Jayne Cortez is the author of eleven books of poetry and performer of her poems with music on nine recordings. Her voice is celebrated for its political, surrealistic, dynamic innovations in lyricism, and visceral sound. Her most recent book is On the Imperial Highway: New and Selected Poems (Hanging Loose Press). Her latest CDs with the Firespitter Band are Find Your Own Voice, Borders of Disorderly Time (Bola Press), & Taking the Blues Back Home, produced by Harmolodic and by Verve Records. Cortez is organizer of the international symposium “Slave Routes: Resistance, Abolition & Creative Progress” (NYU) and director of the film Yari Yari Pamberi: Black Women Writers Dissecting Globalization. She is co-founder and president of the Organization of Women Writers of Africa, Inc., and can be seen on screen in the films Women In Jazz and Poetry In Motion.
Jayne Cortez’s work embraces the fact that words are musical, and words have edges – it is the work of the poet to make those edges belt out their mysteries. She’s a poet of confrontation but always in the service of furthering the conversation. Her surrealism serves to unite what only seems disparate on the surface – the animal, human, industrial and natural worlds existing in various states of motion, communion and collision. The human body becomes a fertile marsh “filled with images that most of us are afraid to see.” (Walter Mosley). Coming out of Black Arts, spoken word and blues poetry, she has become a singular artist and activist. In an article about her work, Tony Bolden writes that her texts “reflect a radical internationalist politics shaped by the specific historicity of the African American experience and committed to the liberation of colonized subjects globally.” It’s my honor to present Jayne Cortez.

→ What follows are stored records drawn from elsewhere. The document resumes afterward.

//! Authentication for the Anthropic API
//!
//! Supports two sources:
//! 1. An explicitly configured key (config file or `ANTHROPIC_API_KEY` layered by config)
//! 2. `ANTHROPIC_API_KEY` read at call time

use refact_core::{RefactError, Result};
use std::env;

/// Resolve the API key for upstream calls
///
/// Priority:
/// 1. configured key
/// 2. ANTHROPIC_API_KEY
pub fn resolve_api_key(configured: Option<&str>) -> Result<String> {
    if let Some(key) = configured.filter(|k| !k.is_empty()) {
        return Ok(key.to_string());
    }

    if let Ok(api_key) = env::var("ANTHROPIC_API_KEY") {
        if !api_key.is_empty() {
            tracing::debug!("Using ANTHROPIC_API_KEY from environment");
            return Ok(api_key);
        }
    }

    Err(RefactError::Config(
        "No API key found. Set ANTHROPIC_API_KEY=sk-ant-api03-... or api_key in the config file"
            .to_string(),
    ))
}
//! # refact-workspace
//!
//! The agent's view of a repository's working tree.
//!
//! A [`Workspace`] is a flat map from forward-slash relative path to file
//! content. The [`WorkspaceStore`] owns every workspace in the process and
//! is handed explicitly to whoever needs it; nothing here is global.
//!
//! The store takes a lock only to keep individual reads and writes
//! memory-safe. Two agent runs against the same project can still
//! interleave their edits.

mod path;
mod query;
mod store;
mod tree;

pub use path::validate_path;
pub use query::{
    definitions, locate, references, search, FileRelevance, SearchHit, SymbolMatch,
};
pub use store::{Change, Workspace, WorkspaceStore};
pub use tree::{Tree, TreeNode};
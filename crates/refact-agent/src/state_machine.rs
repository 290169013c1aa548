//! Pure state machine for the agent workflow
//!
//! No async, no I/O. The workflow feeds events in as each phase finishes
//! and executes the returned actions (which are only log lines).
//!
//! - Pure function: transition(state, event) -> (state, actions)
//! - Invalid transitions go to Failed (never panic)
//! - Counts only; the plan, context and edits themselves stay with the caller

use refact_core::RefactError;

/// Workflow phase
#[derive(Debug, Clone, PartialEq, Eq)]
pub enum State {
    /// Nothing started yet
    Idle,
    /// Waiting for the planning reply
    Planning { task: String },
    /// Running the plan's tool requests
    Gathering { requests: usize },
    /// Waiting for the execution reply
    Executing { context_entries: usize },
    /// Applying edits to the workspace and mirroring them
    Applying { edits: usize },
    /// Edits applied; `failed_mirrors` of them did not reach the remote
    Applied { edits: usize, failed_mirrors: usize },
    /// Stopped; `raw` is the LLM text that could not be used, if any
    Failed { error: String, raw: String },
}

impl State {
    pub fn is_terminal(&self) -> bool {
        matches!(self, State::Applied { .. } | State::Failed { .. })
    }

    /// Short phase name for logs
    pub fn name(&self) -> &'static str {
        match self {
            State::Idle => "idle",
            State::Planning { .. } => "planning",
            State::Gathering { .. } => "gathering",
            State::Executing { .. } => "executing",
            State::Applying { .. } => "applying",
            State::Applied { .. } => "applied",
            State::Failed { .. } => "failed",
        }
    }
}

/// Phase outcomes
#[derive(Debug, Clone, PartialEq, Eq)]
pub enum Event {
    Start { task: String },
    PlanReady { requests: usize },
    ContextReady { entries: usize },
    EditsReady { edits: usize },
    Synced { committed: usize, failed: usize },
    /// An LLM call failed or its reply could not be used
    Rejected { error: String, raw: String },
}

/// Side effects requested by a transition
#[derive(Debug, Clone, PartialEq, Eq)]
pub enum Action {
    Log { message: String },
    Warn { message: String },
}

/// Advance the workflow by one event
pub fn transition(state: State, event: Event) -> (State, Vec<Action>) {
    match (state, event) {
        (State::Idle, Event::Start { task }) => {
            let actions = vec![Action::Log {
                message: format!("Planning task: {}", task),
            }];
            (State::Planning { task }, actions)
        }

        (State::Planning { .. }, Event::PlanReady { requests }) => {
            let actions = vec![Action::Log {
                message: format!("Plan ready with {} tool requests", requests),
            }];
            (State::Gathering { requests }, actions)
        }

        (State::Gathering { requests }, Event::ContextReady { entries }) => {
            let mut actions = vec![Action::Log {
                message: format!("Gathered {} context entries", entries),
            }];
            if entries < requests {
                actions.push(Action::Log {
                    message: format!("Skipped {} unknown tool requests", requests - entries),
                });
            }
            (
                State::Executing {
                    context_entries: entries,
                },
                actions,
            )
        }

        (State::Executing { .. }, Event::EditsReady { edits }) => {
            let actions = vec![Action::Log {
                message: format!("Applying {} edits", edits),
            }];
            (State::Applying { edits }, actions)
        }

        (State::Applying { edits }, Event::Synced { committed, failed }) => {
            let mut actions = vec![Action::Log {
                message: format!("Applied {} edits, mirrored {}", edits, committed),
            }];
            if failed > 0 {
                actions.push(Action::Warn {
                    message: RefactError::PartialSync { committed, failed }.to_string(),
                });
            }
            (
                State::Applied {
                    edits,
                    failed_mirrors: failed,
                },
                actions,
            )
        }

        (
            State::Planning { .. }
            | State::Gathering { .. }
            | State::Executing { .. }
            | State::Applying { .. },
            Event::Rejected { error, raw },
        ) => {
            let actions = vec![Action::Warn {
                message: format!("Workflow failed: {}", error),
            }];
            (State::Failed { error, raw }, actions)
        }

        (state, event) => (
            State::Failed {
                error: format!(
                    "Invalid workflow transition: {} cannot handle {:?}",
                    state.name(),
                    event
                ),
                raw: String::new(),
            },
            vec![],
        ),
    }
}

#[cfg(test)]
mod tests {
    use super::*;

    #[test]
    fn test_happy_path() {
        let (state, actions) = transition(
            State::Idle,
            Event::Start {
                task: "Create a Hero component".to_string(),
            },
        );
        assert!(matches!(state, State::Planning { .. }));
        assert_eq!(actions.len(), 1);

        let (state, _) = transition(state, Event::PlanReady { requests: 2 });
        assert_eq!(state, State::Gathering { requests: 2 });

        let (state, _) = transition(state, Event::ContextReady { entries: 2 });
        assert_eq!(state, State::Executing { context_entries: 2 });

        let (state, _) = transition(state, Event::EditsReady { edits: 1 });
        assert_eq!(state, State::Applying { edits: 1 });

        let (state, actions) = transition(
            state,
            Event::Synced {
                committed: 1,
                failed: 0,
            },
        );
        assert_eq!(
            state,
            State::Applied {
                edits: 1,
                failed_mirrors: 0
            }
        );
        assert!(state.is_terminal());
        assert!(actions.iter().all(|a| matches!(a, Action::Log { .. })));
    }

    #[test]
    fn test_skipped_requests_are_logged() {
        let (_, actions) = transition(
            State::Gathering { requests: 3 },
            Event::ContextReady { entries: 1 },
        );
        assert_eq!(actions.len(), 2);
    }

    #[test]
    fn test_partial_sync_warns() {
        let (state, actions) = transition(
            State::Applying { edits: 3 },
            Event::Synced {
                committed: 2,
                failed: 1,
            },
        );
        assert!(matches!(state, State::Applied { failed_mirrors: 1, .. }));
        assert!(actions
            .iter()
            .any(|a| matches!(a, Action::Warn { message } if message.contains("2 committed"))));
    }

    #[test]
    fn test_rejection_keeps_raw() {
        let (state, _) = transition(
            State::Planning {
                task: "t".to_string(),
            },
            Event::Rejected {
                error: "Invalid plan".to_string(),
                raw: "not json".to_string(),
            },
        );
        assert_eq!(
            state,
            State::Failed {
                error: "Invalid plan".to_string(),
                raw: "not json".to_string()
            }
        );
    }

    #[test]
    fn test_invalid_transition_never_panics() {
        let (state, _) = transition(State::Idle, Event::EditsReady { edits: 1 });
        assert!(matches!(state, State::Failed { ref raw, .. } if raw.is_empty()));

        let (state, _) = transition(
            State::Gathering { requests: 1 },
            Event::PlanReady { requests: 1 },
        );
        assert!(matches!(state, State::Failed { .. }));
    }

    #[test]
    fn test_terminal_states_reject_events() {
        let applied = State::Applied {
            edits: 1,
            failed_mirrors: 0,
        };
        let (state, actions) = transition(
            applied,
            Event::Start {
                task: "again".to_string(),
            },
        );
        assert!(matches!(state, State::Failed { .. }));
        assert!(actions.is_empty());

        let failed = State::Failed {
            error: "boom".to_string(),
            raw: String::new(),
        };
        let (state, _) = transition(
            failed,
            Event::Rejected {
                error: "again".to_string(),
                raw: String::new(),
            },
        );
        assert!(matches!(state, State::Failed { ref error, .. } if error.contains("failed cannot handle")));
    }
}
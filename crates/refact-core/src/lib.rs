//! # refact-core
//!
//! Core types for the refact agent service.
//!
//! The service fronts an LLM chat API and runs a small coding agent against
//! in-memory project workspaces that are mirrored to hosted repositories.
//!
//! ## Core Paradigm
//!
//! - A workspace is a flat map of relative path to file content
//! - Every change to a workspace is an [`Edit`]
//! - The agent plans with one LLM call and edits with a second
//! - Remote mirroring is best-effort, one commit per edited file

mod config;
mod error;
mod types;

pub use config::{DatabaseConfig, Provider, ServerConfig};
pub use error::{RefactError, Result};
pub use types::*;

Sherman Alexie’s newest collection of poems, Face, has just been published by Hanging Loose Press. He has a new young adult novel coming from Little, Brown this spring (his last one, The Absolutely True Diary of a Part-Time Indian, won the National Book Award ). He also has a new book of stories coming out with Grove/Atlantic in the fall. He has published over 20 books altogether. The New York Times called him one of the major lyric voices of our time. An enrolled Spokane/Coeur d’Alene Indian, Alexie lives in Seattle.
In 1992, Hanging Loose Press published Sherman Alexie’s first collection of poetry, The Business of Fancydancing. He has held our attention ever since. His work takes on the difficult legacy of colonial America and its cultural and personal aftershocks in the 21st century. Alexie says: “One of the ways in which colonization works is that it destroys family units, and it destroys generational contact. I had no grandparents because they all died for various colonial reasons. Without that connection to grandparents, I lost my connection to my history.” We’ve all heard the adage Comedy = Tragedy + Time, and humor and satire are used provocatively by Alexie, but he throws in another equation: “Poetry = Anger x Imagination.” It makes sense that his emotional dexterity also serves to crush racial stereotypes as well as formal assumptions. In an essay on Alexie’s work, Kenneth Lincoln writes that he “knocks down aesthetic barriers set up in xenophobic academic corridors, and rebounds as cultural performance. He can play technique with mock sonnet, breezy villanelle, unheroic couplet, tinkling tercet, quaky quatrain in any-beat lines.” It’s a great pleasure to present Sherman Alexie.